Your argument fails on two accounts: A) Not everybody is a pirate B) not everybody has the attention span of a 9 year old.

I have finished about 80% of my collection, and am currently not acquiring anything new in order to get some DS games out of my backlog, such as Rune Factory... and there are a lot of people like me out there.


----------



## LightyKD (Feb 23, 2010)

Gore said:
			
		

> 30%? where does that come from?



An old issue of "Game Informer".  I HATE that magazine with a passion but the article stating that was a very good one and a very deep one when it comes to the mindset of developers and how games should be developed in the future.


----------



## MarkDarkness (Feb 23, 2010)

granville said:
			
		

> The best graphical plugin is Glide64 "Napalm WX".

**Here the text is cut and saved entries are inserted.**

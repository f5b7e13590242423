//! Key/value configuration for the content accessor.
//!
//! # Responsibility
//! - Load repository properties from a properties file, the environment or
//!   caller-provided pairs.
//! - Expose typed accessors for the fallback locale, the supported locale
//!   list, the repository location and logging settings.
//!
//! # Invariants
//! - Blank values are treated as unset.
//! - The fallback locale is always a member of the effective locale set.

use crate::locale::{self, LocaleSet};
use crate::logging::default_log_level;
use std::collections::BTreeMap;
use std::error::Error;
use std::fmt::{Display, Formatter};
use std::path::{Path, PathBuf};

pub const FALLBACK_LOCALE_KEY: &str = "locale.properties.fallback";
pub const AVAILABLE_LOCALES_KEY: &str = "locales.available";
pub const REPOSITORY_PATH_KEY: &str = "content.repository.path";
pub const LOG_LEVEL_KEY: &str = "content.log.level";
pub const LOG_DIR_KEY: &str = "content.log.dir";

const DEFAULT_FALLBACK_LOCALE: &str = "en";

const ENV_KEYS: [(&str, &str); 5] = [
    ("CONTENTREPO_FALLBACK_LOCALE", FALLBACK_LOCALE_KEY),
    ("CONTENTREPO_AVAILABLE_LOCALES", AVAILABLE_LOCALES_KEY),
    ("CONTENTREPO_DB", REPOSITORY_PATH_KEY),
    ("CONTENTREPO_LOG_LEVEL", LOG_LEVEL_KEY),
    ("CONTENTREPO_LOG_DIR", LOG_DIR_KEY),
];

#[derive(Debug)]
pub enum ConfigError {
    /// Properties file cannot be read or parsed.
    Properties {
        path: PathBuf,
        source: dotenvy::Error,
    },
    /// `locales.available` holds a malformed identifier.
    MalformedLocale(String),
    /// Fallback locale is not part of the effective locale set.
    UnsupportedFallbackLocale(String),
}

impl Display for ConfigError {
    fn fmt(&self, f: &mut Formatter<'_>) -> std::fmt::Result {
        match self {
            Self::Properties { path, source } => write!(
                f,
                "failed to load properties `{}`: {source}",
                path.display()
            ),
            Self::MalformedLocale(value) => write!(
                f,
                "`{AVAILABLE_LOCALES_KEY}` contains malformed locale `{value}`"
            ),
            Self::UnsupportedFallbackLocale(value) => write!(
                f,
                "`{FALLBACK_LOCALE_KEY}` value `{value}` is not an available locale"
            ),
        }
    }
}

impl Error for ConfigError {
    fn source(&self) -> Option<&(dyn Error + 'static)> {
        match self {
            Self::Properties { source, .. } => Some(source),
            Self::MalformedLocale(_) | Self::UnsupportedFallbackLocale(_) => None,
        }
    }
}

/// Validated configuration snapshot.
#[derive(Debug, Clone)]
pub struct ContentConfig {
    properties: BTreeMap<String, String>,
    fallback_locale: String,
    available_locales: Option<LocaleSet>,
}

impl ContentConfig {
    /// Builds configuration from key/value pairs; later pairs win.
    pub fn from_properties<I, K, V>(pairs: I) -> Result<Self, ConfigError>
    where
        I: IntoIterator<Item = (K, V)>,
        K: Into<String>,
        V: AsRef<str>,
    {
        let properties: BTreeMap<String, String> = pairs
            .into_iter()
            .filter_map(|(key, value)| {
                let value = value.as_ref().trim();
                (!value.is_empty()).then(|| (key.into(), value.to_string()))
            })
            .collect();

        let available_locales = match properties.get(AVAILABLE_LOCALES_KEY) {
            Some(list) => Some(
                LocaleSet::from_identifiers(list.split(','))
                    .map_err(ConfigError::MalformedLocale)?,
            ),
            None => None,
        };

        let fallback_locale = properties
            .get(FALLBACK_LOCALE_KEY)
            .cloned()
            .unwrap_or_else(|| DEFAULT_FALLBACK_LOCALE.to_string());
        let supported = match &available_locales {
            Some(set) => set.contains(&fallback_locale),
            None => LocaleSet::builtin().contains(&fallback_locale),
        };
        if !supported {
            return Err(ConfigError::UnsupportedFallbackLocale(fallback_locale));
        }

        Ok(Self {
            properties,
            fallback_locale,
            available_locales,
        })
    }

    /// Loads a `key=value` properties file.
    pub fn from_properties_file(path: impl AsRef<Path>) -> Result<Self, ConfigError> {
        let path = path.as_ref();
        let to_error = |source| ConfigError::Properties {
            path: path.to_path_buf(),
            source,
        };

        let pairs = dotenvy::from_path_iter(path)
            .map_err(to_error)?
            .collect::<Result<Vec<(String, String)>, _>>()
            .map_err(to_error)?;
        Self::from_properties(pairs)
    }

    /// Loads configuration from `CONTENTREPO_*` environment variables.
    ///
    /// A `.env` file in the working directory is honored when present.
    pub fn from_env() -> Result<Self, ConfigError> {
        dotenvy::dotenv().ok();

        let pairs = ENV_KEYS.iter().filter_map(|(env_key, property_key)| {
            std::env::var(env_key)
                .ok()
                .map(|value| (*property_key, value))
        });
        Self::from_properties(pairs)
    }

    /// Raw key/value lookup.
    pub fn property(&self, key: &str) -> Option<&str> {
        self.properties.get(key).map(String::as_str)
    }

    /// Language used when a requested one is missing or not supplied.
    pub fn fallback_locale(&self) -> &str {
        &self.fallback_locale
    }

    /// Locale list from `locales.available`, if configured.
    pub fn available_locales(&self) -> Option<&LocaleSet> {
        self.available_locales.as_ref()
    }

    /// Installs the configured locale list as the process-wide set.
    ///
    /// No-op when `locales.available` is unset.
    pub fn install_locales(&self) -> Result<(), String> {
        match &self.available_locales {
            Some(set) => locale::init_available_locales(set.clone()),
            None => Ok(()),
        }
    }

    pub fn repository_path(&self) -> Option<PathBuf> {
        self.property(REPOSITORY_PATH_KEY).map(PathBuf::from)
    }

    pub fn log_level(&self) -> &str {
        self.property(LOG_LEVEL_KEY).unwrap_or(default_log_level())
    }

    pub fn log_dir(&self) -> Option<PathBuf> {
        self.property(LOG_DIR_KEY).map(PathBuf::from)
    }
}

impl Default for ContentConfig {
    fn default() -> Self {
        Self {
            properties: BTreeMap::new(),
            fallback_locale: DEFAULT_FALLBACK_LOCALE.to_string(),
            available_locales: None,
        }
    }
}
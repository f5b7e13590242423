//! Core use-case services.
//!
//! # Responsibility
//! - Orchestrate repository sessions into article-level APIs.
//! - Keep CLI and other callers decoupled from storage details.

pub mod article_accessor;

Is a wrapper needed for that one, granville?


----------



## LightyKD (Feb 23, 2010)

Do I Stick the Glide64 wrapper in the same folder with the plugin files?

Quick Edit: I dropped...

Glide64.dll
Glide64.ini
GlideHQ.dll

Into the Plugins folder of Project 64 but where do I place the wrapper file...

glide3x.dll


----------



## granville (Feb 23, 2010)

Yes, a wrapper is needed for Glide64. You put the file "glide3x.dll" in the SAME DIRECTORY AS YOUR EMULATOR. So whichever folder Project64.exe is, put that glide3x.dll in the same directory. Should work fine if you do that.

Obviously, even the wrappers themselves aren't 100% perfect yet. They're getting there though. I think the wrapper that comes with the Napalm WX release is what is causing the background/3D model priority issue in RE2 64. However, there is no better wrapper at the moment. It's the fastest and most compatible at this time.

And the other files (glide64.dll, glideHQ.dll, and even sometimes glide64.ini) goes in your graphics plugin directory (you know, with the rest of your plugins).

It might get confusing, but it really is the best plugin and worth the extra trouble for. One of my favorite things is that you can check specific compatibility settings for individual games, in the plugin. Better than having to go into the options for every game every time you load a new game! Here are some examples of things it can do that other plugins can't-

Banjo Kazooie- this game WAS pretty perfect on Jabo's plugin, but i find the glide64 plugin can emulate some effects faster. The jigsaw effect when entering a level can be emulated by checking "read every frame" in the plugin options.
Banjo Tooie- supports full hardware framebuffer effects used for the pause screen and the jiggy puzzle screen. I also think the shadows are transparent in glide, whereas they're opaque and black in Jabo, not sure.
Donkey Kong 64- with "read every frame" checked in the plugin settings, it can emulate almost every single effect that other plugins can't. This includes the blurred pause menu, the bananaport zipper transition, and even some extra zipper/transition effects. Also supports some fading and transparency effects on certain objects (such as the non-activated bananaports, the pop-in when you get close to enemies, and even some activated switches). Polygons DO stick out of the characters at times, and when climbing trees it's possible to get stuck and have a glitch which resets the level, but those are the emulator's fault and we'll have to wait for an update on that. I'd recommend occasional savestates in case.
Conker's Bad Fur Day- Supports very accurate hardware framebuffer emulation to make the pause menu appear correctly (blurs the current screen as it's supposed to, not a garbled mess). I would assume the matrix effect works too, not gotten that far though. Everything here looks pretty much perfect from what i've seen. I've not played the original much though. Might want to tick "read every frame" if you spot something I missed, usually fixes everything, but is slower.
Resident Evil 2- best thing here is that glide64 support the full motion videos, something Jabo's can't do, and it's awesome! Good support for the hardware framebuffer effects. Apart from the background priorities, the game is pretty much perfect, even the voices work with the right emulator settings.
Paper Mario- this is probably my favorite improvement over jabo's plugin. Using glide, the game is 99% perfect from what i've seen. The graphics don't flash and induce seizures (like Jabo's), the enemy encounter transition works great, and even small details like Bowser's fire breath and background candles look correct. This game had a ton of trouble on other plugins, glide though works epically! "read every frame" is slow, but thankfully not required for this game.
Super Mario 64- last but not least, this game always had issues emulating certain pixellated fading effects such as the invisibility cap, Bowser fading, and even the warp effects. Then you have the infamous painting of Peach which fades into Bowser as you run towards it. All those effects are perfectly emulated here, and the game is now what i'd consider as "flawless". I've seen no glitches so far whatsoever. Awesome work here.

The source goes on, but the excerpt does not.